A 36-week multicenter, randomized, double-blind, placebo-controlled, parallel-group, phase 3 clinical trial of sodium oligomannate for mild-to-moderate Alzheimer's dementia.

BACKGROUND: New therapies are urgently needed for Alzheimer's disease (AD). Sodium oligomannate (GV-971) is a marine-derived oligosaccharide with a novel proposed mechanism of action. The first phase 3 clinical trial of GV-971 has been completed in China. METHODS: We conducted a phase 3, double-blind, placebo-controlled trial in participants with mild-to-moderate AD to assess GV-971 efficacy and safety. Participants were randomized to placebo or GV-971 (900 mg) for 36 weeks. The primary outcome was the drug-placebo difference in change from baseline on the 12-item cognitive subscale of the Alzheimer's Disease Assessment Scale (ADAS-cog12). Secondary endpoints were drug-placebo differences on the Clinician's Interview-Based Impression of Change with caregiver input (CIBIC+), Alzheimer's Disease Cooperative Study-Activities of Daily Living (ADCS-ADL) scale, and Neuropsychiatric Inventory (NPI). Safety and tolerability were monitored. RESULTS: A total of 818 participants were randomized: 408 to GV-971 and 410 to placebo. A significant drug-placebo difference on the ADAS-Cog12 favoring GV-971 was present at each measurement time point, measurable at the week 4 visit and continuing throughout the trial. The difference between the groups in change from baseline was - 2.15 points (95% confidence interval, - 3.07 to - 1.23; p < 0.0001; effect size 0.531) after 36 weeks of treatment. Treatment-emergent adverse event incidence was comparable between active treatment and placebo (73.9%, 75.4%). Two deaths determined to be unrelated to drug effects occurred in the GV-971 group. CONCLUSIONS: GV-971 demonstrated significant efficacy in improving cognition with sustained improvement across all observation periods of a 36-week trial. GV-971 was safe and well-tolerated. TRIAL REGISTRATION: ClinicalTrials.gov, NCT0229391 5. Registered on November 19, 2014.

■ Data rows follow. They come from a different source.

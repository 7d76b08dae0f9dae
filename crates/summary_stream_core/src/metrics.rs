//! crates/summary_stream_core/src/metrics.rs
//!
//! Pure functions for the figures shown alongside a summary. Every function
//! here is deterministic and free of side effects.

/// Average adult silent-reading speed used for reading-time estimates.
pub const WORDS_PER_MINUTE: usize = 200;

/// Counts whitespace-separated words.
pub fn word_count(text: &str) -> usize {
    text.split_whitespace().count()
}

/// Minutes needed to read `word_count` words, rounded up.
/// Zero words read in zero minutes; anything else takes at least one.
pub fn reading_time_minutes(word_count: usize) -> u32 {
    if word_count == 0 {
        return 0;
    }
    let minutes = word_count.div_ceil(WORDS_PER_MINUTE).max(1);
    u32::try_from(minutes).unwrap_or(u32::MAX)
}

/// How much shorter the summary is than the original, as a whole percentage
/// clamped to `[0, 100]`. A summary longer than its original reports 0.
pub fn reduction_percent(original_word_count: usize, summary_word_count: usize) -> u8 {
    if original_word_count == 0 {
        return 0;
    }
    let ratio = summary_word_count as f64 / original_word_count as f64;
    let percent = (100.0 * (1.0 - ratio)).round();
    percent.clamp(0.0, 100.0) as u8
}

/// Mean of per-section confidences, each section weighted equally.
/// Missing values count as 1.0, as does an empty input.
pub fn aggregate_confidence(confidences: &[Option<f32>]) -> f32 {
    if confidences.is_empty() {
        return 1.0;
    }
    let total: f64 = confidences
        .iter()
        .map(|c| f64::from(c.unwrap_or(1.0)))
        .sum();
    (total / confidences.len() as f64) as f32
}
//! Basic hedge pricing example.
//!
//! Prices a small client book and prints the trades the bank must execute.

use chrono::NaiveDate;
use fx_hedge::prelude::*;
use fx_hedge::report::presenter::render_text;
use rust_decimal_macros::dec;

fn date(y: i32, m: u32, d: u32) -> NaiveDate {
    NaiveDate::from_ymd_opt(y, m, d).expect("valid date")
}

fn main() {
    println!("╔══════════════════════════════════════╗");
    println!("║  fx-hedge: Basic Hedge Example       ║");
    println!("╚══════════════════════════════════════╝\n");

    // --- Scenario 1: two expiries, weighted 1:3 ---
    println!("━━━ Scenario 1: Two-expiry book ━━━\n");

    let book: ExposureSet = [
        ExposureRow::new(date(2024, 1, 31), dec!(100), dec!(0.0010), "Sell EUR"),
        ExposureRow::new(date(2024, 2, 29), dec!(300), dec!(0.0020), "Buy EUR"),
    ]
    .into_iter()
    .collect();

    match HedgeCalculator::compute(book.rows(), SpotRate::new(dec!(1.1000))) {
        Ok(result) => {
            println!("{}", result);
            println!("{}", render_text(&result));
        }
        Err(e) => println!("Calculation error: {}", e),
    }

    // --- Scenario 2: offsetting book ---
    println!("━━━ Scenario 2: Offsetting book ━━━\n");

    let offsetting = [
        ExposureRow::new(date(2024, 3, 28), dec!(5_000_000), dec!(0.0031), "Sell EUR vs USD"),
        ExposureRow::new(date(2024, 6, 27), dec!(-5_000_000), dec!(0.0058), "Buy EUR"),
    ];

    match HedgeCalculator::compute(&offsetting, SpotRate::default()) {
        Ok(result) => println!("{}", result),
        Err(e) => println!("Calculation error: {}", e),
    }
}
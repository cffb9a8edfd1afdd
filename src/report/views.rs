use crate::core::direction::TradeDirection;
use crate::hedge::calculator::HedgeResult;
use chrono::NaiveDate;
use rust_decimal::Decimal;
use serde::{Deserialize, Serialize};

/// Client-facing line: what the client asked for.
#[derive(Debug, Clone, PartialEq, Eq, Serialize, Deserialize)]
pub struct ClientExposureLine {
    #[serde(rename = "Expiry")]
    pub expiry: NaiveDate,
    #[serde(rename = "ClientDirection")]
    pub client_direction: String,
    #[serde(rename = "Notional")]
    pub notional: Decimal,
    #[serde(rename = "ForwardPts")]
    pub forward_pts: Decimal,
}

/// Bank-facing trade instruction: the hedge the desk executes.
#[derive(Debug, Clone, PartialEq, Eq, Serialize, Deserialize)]
pub struct TradeInstruction {
    #[serde(rename = "Expiry")]
    pub expiry: NaiveDate,
    #[serde(rename = "Direction")]
    pub direction: TradeDirection,
    #[serde(rename = "Notional")]
    pub notional: Decimal,
    /// Outright forward rate for the expiry.
    #[serde(rename = "Rate")]
    pub rate: Decimal,
}

/// One bar of the per-expiry contribution chart.
#[derive(Debug, Clone, PartialEq, Eq, Serialize, Deserialize)]
pub struct ContributionPoint {
    #[serde(rename = "Expiry")]
    pub expiry: NaiveDate,
    #[serde(rename = "Contribution")]
    pub contribution: Decimal,
}

impl HedgeResult {
    /// `Expiry, ClientDirection, Notional, ForwardPts` in input order.
    pub fn client_view(&self) -> Vec<ClientExposureLine> {
        self.rows()
            .iter()
            .map(|r| ClientExposureLine {
                expiry: r.expiry(),
                client_direction: r.client_direction().to_string(),
                notional: r.notional(),
                forward_pts: r.forward_pts(),
            })
            .collect()
    }

    /// `Expiry, Direction, Notional, Rate` in input order.
    pub fn trade_instructions(&self) -> Vec<TradeInstruction> {
        self.rows()
            .iter()
            .map(|r| TradeInstruction {
                expiry: r.expiry(),
                direction: r.trade_direction,
                notional: r.notional(),
                rate: r.outright,
            })
            .collect()
    }

    /// Contribution series keyed by expiry. Duplicate expiries stay separate.
    pub fn contributions(&self) -> Vec<ContributionPoint> {
        self.rows()
            .iter()
            .map(|r| ContributionPoint {
                expiry: r.expiry(),
                contribution: r.contribution,
            })
            .collect()
    }
}
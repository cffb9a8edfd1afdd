use serde::{Deserialize, Serialize};
use std::fmt;

/// Marker text in a client direction that identifies a client selling EUR.
pub const SELL_EUR: &str = "Sell EUR";

/// Label for the opposite side.
pub const BUY_EUR: &str = "Buy EUR";

/// The side the bank takes to hedge a client exposure.
///
/// The bank always trades the inverse of the client. Classification is a
/// plain two-branch substring test: a client direction containing
/// `"Sell EUR"` (case-sensitive) makes the bank buy EUR, and any other text,
/// including malformed or unexpected labels, makes the bank sell EUR.
///
/// # Examples
///
/// ```
/// use fx_hedge::core::direction::TradeDirection;
///
/// assert_eq!(
///     TradeDirection::from_client_direction("Sell EUR vs USD"),
///     TradeDirection::BuyEur,
/// );
/// assert_eq!(
///     TradeDirection::from_client_direction("Buy EUR"),
///     TradeDirection::SellEur,
/// );
/// ```
#[derive(Debug, Clone, Copy, PartialEq, Eq, Hash, Serialize, Deserialize)]
pub enum TradeDirection {
    #[serde(rename = "Buy EUR")]
    BuyEur,
    #[serde(rename = "Sell EUR")]
    SellEur,
}

impl TradeDirection {
    /// Invert a free-text client direction into the bank's trade side.
    pub fn from_client_direction(client_direction: &str) -> Self {
        if client_direction.contains(SELL_EUR) {
            TradeDirection::BuyEur
        } else {
            TradeDirection::SellEur
        }
    }

    pub fn as_str(&self) -> &'static str {
        match self {
            TradeDirection::BuyEur => BUY_EUR,
            TradeDirection::SellEur => SELL_EUR,
        }
    }
}

impl fmt::Display for TradeDirection {
    fn fmt(&self, f: &mut fmt::Formatter<'_>) -> fmt::Result {
        f.write_str(self.as_str())
    }
}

A phase II randomized trial of sodium oligomannate in Alzheimer's dementia.

BACKGROUND: Sodium oligomannate (GV-971), a marine-derived oligosaccharide, is a novel agent that may improve cognition in AD patients. METHODS: The 24-week multicenter, randomized, double-blind, placebo parallel controlled clinical trial was conducted in AD in China between 24 October 2011 and 10 July 2013. The study included a 4-week screening/washout period, followed by a 24-week treatment period. Patients were randomized in a 1:1:1 ratio to receive GV-971 900 mg, 600 mg, or placebo capsule in treatment period, respectively. The primary outcome was cognitive improvement as assessed by changes in Alzheimer's Disease Assessment Scale-cognitive subscale 12-item (ADAS-cog12) scores from baseline to week 24. The secondary efficacy outcomes included CIBIC-Plus, ADCS-ADL, and NPI at 24 weeks after treatment compared with baseline. A subgroup study was assessment of the change in cerebral glucose metabolism by fluorodeoxyglucose positron emission tomography measurements. RESULTS: Comparing with the placebo group (n = 83, change - 1.45), the ADAS-cog12 score change in the GV-971 600-mg group (n = 76) was - 1.39 (p = 0.89) and the GV-971 900-mg group (n = 83) was - 2.58 (p = 0.30). The treatment responders according to CIBIC-Plus assessment were significantly higher in the GV-971 900-mg group than the placebo group (92.77% vs. 79.52%, p < 0.05). The GV-971 900-mg subgroup showed a lower decline of cerebral metabolic rate for glucose than the placebo subgroup at the left precuneus, right posterior cingulate, bilateral hippocampus, and bilateral inferior orbital frontal at uncorrected p = 0.05. The respective rates of treatment-related AEs were 5.9%, 14.3%, and 3.5%. CONCLUSIONS: GV-971 was safe and well tolerated. GV-971 900 mg was chosen for phase III clinical study. TRIAL REGISTRATION: ClinicalTrials.gov, NCT01453569 . Registered on October 18, 2011.